Like most physicians, I receive a tremendous amount of medical junk mail. I get so much of the stuff that, if I started burning it in my fireplace, I could probably heat my home all winter for free. I rarely respond to any of this mail, but they keep sending it to me. So rather than fight it, I've learned to laugh at it.
The best piece of medical junk mail I ever received took the form of a certified letter. With some trepidation, I went to the post office to pick up the letter, which turned out to be from one of the major insurance carriers in my area. The letter informed me that, among other things, the insurance carrier did not discriminate on the basis of race in its employment policy and that some of the words in its contract, such as “practitioner,” were now capitalized. Presumably every doctor in the state received the letter; I actually received it twice, the second time in noncertified form. I sent a response to the corporate drone who had sent the letters and thanked him for alerting me (twice) that his company did not feel it was exempt from federal civil rights legislation and that its shift keys were in good working order.
One piece of junk mail I get a lot is the unbelievable family medicine job offer: “How would you like to earn $225,000 a year working only four days a week with 1-in-7 call?” It sounds good, except they don't mention the lengthy prison term for insurance fraud, and they leave out the part about the four days a week being a single, sleep-free 96-hour shift with patient visits every 15 minutes. I own my own practice and know how much it costs to run things. Who are they trying to fool?
For a while I kept getting a questionnaire in the mail about irritable bowel syndrome. The letter that accompanied the questionnaire said my views were important because I am a “thought leader” on the subject. Prior to receiving this survey, I had no idea I was a thought leader on irritable bowel syndrome, or anything else.

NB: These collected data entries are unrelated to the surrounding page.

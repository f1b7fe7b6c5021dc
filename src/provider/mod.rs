//! Provider wire protocols and the provider registry.
//!
//! Each provider family implements [`WireProtocol`]: it renders the canonical
//! conversation into a request and normalizes the response back into usage,
//! a finish signal and the assistant's content. The protocol is chosen once,
//! when a model is selected, from [`ProviderProfile::wire`].

pub mod anthropic;
pub mod http;
pub mod openai;
pub mod registry;

pub use registry::{ProviderProfile, ProviderRegistry, UsageKeys};

use reqwest::header::HeaderMap;
use serde::{Deserialize, Serialize};
use serde_json::Value;

use crate::catalog::ModelInfo;
use crate::error::{Result, StepError};
use crate::types::{ContentPart, Message, ToolCall, Usage};

/// Request/response family spoken by a provider.
#[derive(Debug, Clone, Copy, PartialEq, Eq, Serialize, Deserialize)]
#[serde(rename_all = "snake_case")]
pub enum WireFormat {
    /// OpenAI-style `/chat/completions` (OpenAI, XAI, MistralAI).
    ChatCompletions,
    /// Anthropic `/v1/messages`.
    Messages,
}

impl WireFormat {
    /// The protocol implementation for this wire format.
    pub fn protocol(&self) -> &'static dyn WireProtocol {
        match self {
            Self::ChatCompletions => &openai::ChatCompletions,
            Self::Messages => &anthropic::Messages,
        }
    }
}

/// Shape of the tool-schema array a provider expects.
#[derive(Debug, Clone, Copy, PartialEq, Eq)]
pub enum SchemaStyle {
    /// `{"type": "function", "function": {"name", "description", "parameters"}}`
    Parameters,
    /// `{"name", "description", "input_schema"}`
    InputSchema,
}

/// Everything a protocol needs to render one request.
#[derive(Debug, Clone, Copy)]
pub struct RenderInput<'a> {
    pub profile: &'a ProviderProfile,
    pub url: &'a str,
    pub model: &'a str,
    pub model_info: &'a ModelInfo,
    pub credential: &'a str,
    pub messages: &'a [Message],
    /// Out-of-band system text, for profiles with `system_out_of_band`.
    pub system: Option<&'a str>,
    /// Tool schemas already in this provider's [`SchemaStyle`].
    pub tools: &'a [Value],
    /// Extra top-level body fields from the `.llm` statement.
    pub options: &'a serde_json::Map<String, Value>,
}

/// A fully rendered HTTP request.
#[derive(Debug, Clone)]
pub struct RenderedRequest {
    pub url: String,
    pub headers: HeaderMap,
    pub body: Value,
}

/// Provider's indication of why generation stopped.
#[derive(Debug, Clone, PartialEq, Eq)]
pub enum FinishSignal {
    Stop,
    ToolCalls,
    Length,
    Other(String),
}

/// Assistant content extracted from a response, in provider order.
#[derive(Debug, Clone, Default, PartialEq)]
pub struct AssistantReply {
    pub parts: Vec<ContentPart>,
}

impl AssistantReply {
    pub fn text(&self) -> String {
        self.parts
            .iter()
            .filter_map(|part| match part {
                ContentPart::Text { text } => Some(text.as_str()),
                _ => None,
            })
            .collect::<Vec<_>>()
            .join("")
    }

    pub fn tool_calls(&self) -> Vec<&ToolCall> {
        self.parts
            .iter()
            .filter_map(|part| match part {
                ContentPart::ToolCall(tc) => Some(tc),
                _ => None,
            })
            .collect()
    }
}

/// Per-provider normalization strategy.
pub trait WireProtocol: Send + Sync {
    fn name(&self) -> &'static str;

    /// Tool-schema shape this protocol sends.
    fn schema_style(&self) -> SchemaStyle;

    fn render_request(&self, input: &RenderInput<'_>) -> RenderedRequest;

    /// Token counts, read from `usage` with the profile's field names.
    fn extract_usage(&self, body: &Value, profile: &ProviderProfile) -> Result<Usage> {
        let usage = body
            .get("usage")
            .ok_or_else(|| StepError::Protocol(format!("{}: response has no usage", profile.name)))?;
        let read = |key: &str| {
            usage.get(key).and_then(Value::as_u64).ok_or_else(|| {
                StepError::Protocol(format!("{}: usage field {key} missing", profile.name))
            })
        };
        Ok(Usage {
            input_tokens: read(&profile.usage_keys.input)?,
            output_tokens: read(&profile.usage_keys.output)?,
        })
    }

    fn finish_signal(&self, body: &Value) -> Result<FinishSignal>;

    /// Assistant text and tool calls, in the order the provider returned them.
    fn extract_reply(&self, body: &Value) -> Result<AssistantReply>;
}

/// Insert `.llm` pass-through options without clobbering required fields.
pub(crate) fn merge_options(body: &mut Value, options: &serde_json::Map<String, Value>) {
    if let Some(obj) = body.as_object_mut() {
        for (key, value) in options {
            if key == "model" || key == "messages" {
                continue;
            }
            obj.insert(key.clone(), value.clone());
        }
    }
}

#[cfg(test)]
mod tests {
    use super::*;

    #[test]
    fn wire_format_selects_protocol() {
        assert_eq!(WireFormat::ChatCompletions.protocol().name(), "chat_completions");
        assert_eq!(WireFormat::Messages.protocol().name(), "messages");
        assert_eq!(
            WireFormat::Messages.protocol().schema_style(),
            SchemaStyle::InputSchema
        );
    }

    #[test]
    fn default_usage_extraction_uses_profile_keys() {
        let body = serde_json::json!({"usage": {"input_tokens": 12, "output_tokens": 3}});
        let usage = anthropic::Messages
            .extract_usage(&body, &ProviderProfile::anthropic())
            .unwrap();
        assert_eq!(usage, Usage { input_tokens: 12, output_tokens: 3 });

        let err = openai::ChatCompletions
            .extract_usage(&body, &ProviderProfile::openai())
            .unwrap_err();
        assert!(matches!(err, StepError::Protocol(_)));
    }

    #[test]
    fn merge_options_keeps_model_and_messages() {
        let mut body = serde_json::json!({"model": "m1", "messages": []});
        let mut options = serde_json::Map::new();
        options.insert("model".into(), "other".into());
        options.insert("temperature".into(), 0.2.into());
        merge_options(&mut body, &options);
        assert_eq!(body["model"], "m1");
        assert_eq!(body["temperature"], 0.2);
    }
}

I receive quite a few unsolicited CME offers through the mail, many of them beckoning me to far-flung destinations. Do I really need to spend eight or 10 hours trying to make connecting flights and languishing in airport terminals to learn that high cholesterol should be treated with diet, exercise and a statin drug? I think I'll pass.
Some medical junk mail is as menacing as it is annoying. I have not been a member of the AMA since I graduated from medical school many years ago. Despite having paid no dues, and having moved four times and sent no change of address notification, a crisp new copy of JAMA lies waiting in my mailbox every week. The CIA should be so proficient at tracking people down.

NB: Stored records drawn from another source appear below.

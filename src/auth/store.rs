use std::collections::BTreeMap;
use std::fs;
use std::path::{Path, PathBuf};
use std::sync::Mutex;

use chrono::{DateTime, Utc};
use serde::{Deserialize, Serialize};
use tracing::debug;

use crate::error::{Result, StepError};

/// Storage abstraction for provider API keys.
pub trait CredentialStore: Send + Sync {
    fn get(&self, key: &str) -> Result<Option<String>>;
    fn set(&self, key: &str, value: &str) -> Result<()>;
}

/// File-backed credential store: one TOML table of `key = "secret"` pairs.
///
/// The file is written with mode 0600 on unix.
#[derive(Debug, Clone)]
pub struct FileCredentialStore {
    path: PathBuf,
}

impl FileCredentialStore {
    pub fn new(path: impl Into<PathBuf>) -> Self {
        Self { path: path.into() }
    }

    /// `~/.stepwise/credentials.toml`
    pub fn new_default() -> Self {
        Self::new(default_stepwise_dir().join("credentials.toml"))
    }

    pub fn path(&self) -> &Path {
        &self.path
    }

    fn load_file(&self) -> Result<CredentialFile> {
        let raw = match fs::read_to_string(&self.path) {
            Ok(data) => data,
            Err(err) if err.kind() == std::io::ErrorKind::NotFound => {
                return Ok(CredentialFile::default())
            }
            Err(err) => return Err(err.into()),
        };
        toml::from_str(&raw).map_err(|e| {
            StepError::Credential(format!("malformed {}: {e}", self.path.display()))
        })
    }
}

impl CredentialStore for FileCredentialStore {
    fn get(&self, key: &str) -> Result<Option<String>> {
        Ok(self.load_file()?.keys.get(key).cloned())
    }

    fn set(&self, key: &str, value: &str) -> Result<()> {
        let mut file = self.load_file()?;
        file.keys.insert(key.to_string(), value.to_string());
        file.saved_at = Some(Utc::now());

        if let Some(parent) = self.path.parent() {
            fs::create_dir_all(parent)?;
        }
        let serialized = toml::to_string(&file)
            .map_err(|e| StepError::Credential(format!("cannot encode credentials: {e}")))?;
        fs::write(&self.path, serialized)?;
        #[cfg(unix)]
        {
            use std::os::unix::fs::PermissionsExt;
            fs::set_permissions(&self.path, fs::Permissions::from_mode(0o600))?;
        }
        debug!(key, path = %self.path.display(), "stored credential");
        Ok(())
    }
}

/// In-process store, for tests and one-off runs.
#[derive(Debug, Default)]
pub struct MemoryCredentialStore {
    keys: Mutex<BTreeMap<String, String>>,
}

impl MemoryCredentialStore {
    pub fn new() -> Self {
        Self::default()
    }

    pub fn with(key: impl Into<String>, value: impl Into<String>) -> Self {
        let store = Self::new();
        if let Ok(mut keys) = store.keys.lock() {
            keys.insert(key.into(), value.into());
        }
        store
    }
}

impl CredentialStore for MemoryCredentialStore {
    fn get(&self, key: &str) -> Result<Option<String>> {
        let keys = self
            .keys
            .lock()
            .map_err(|_| StepError::Credential("credential store poisoned".into()))?;
        Ok(keys.get(key).cloned())
    }

    fn set(&self, key: &str, value: &str) -> Result<()> {
        let mut keys = self
            .keys
            .lock()
            .map_err(|_| StepError::Credential("credential store poisoned".into()))?;
        keys.insert(key.to_string(), value.to_string());
        Ok(())
    }
}

#[derive(Debug, Default, Serialize, Deserialize)]
struct CredentialFile {
    #[serde(default, skip_serializing_if = "Option::is_none")]
    saved_at: Option<DateTime<Utc>>,
    #[serde(default)]
    keys: BTreeMap<String, String>,
}

pub(crate) fn default_stepwise_dir() -> PathBuf {
    directories::UserDirs::new()
        .map(|dirs| dirs.home_dir().join(".stepwise"))
        .unwrap_or_else(|| PathBuf::from(".stepwise"))
}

Of course, JAMA isn't the only unsolicited medical journal that lands in my mailbox. I'm convinced that somewhere in America there is a publishing facility where trees enter one end of the building and medical journals gush out the other end. These latter are all shipped to my house. While some journals are lacking in prestige and usefulness, they at least offer an honest, if sometimes disturbing, portrait of the practice of modern medicine. For example, I once received an emergency medicine journal with a cover story about erectile dysfunction.
It is a rare day that I don't receive a credit card offer in the mail. If I responded to all the offers I receive over the course of a month, I would probably have sufficient credit to purchase the lion's share of North America.
Another perpetual favorite is the large envelope that has the word “alert” or “urgent” or some other term betokening a missive of critical importance. Since it is now common for medications that have been used efficaciously for years to be discovered to have ghastly side effects that, curiously, none of my own patients have ever reported, I always open these envelopes. Nine times out of 10, I discover that I have yet again been duped into looking at an advertisement from a pharmaceutical company.
As the costs of postage and printing rise, I would expect the deluge of unsolicited job offers, journals, credit card offers and advertisements to finally abate. But hey, I'm no thought leader.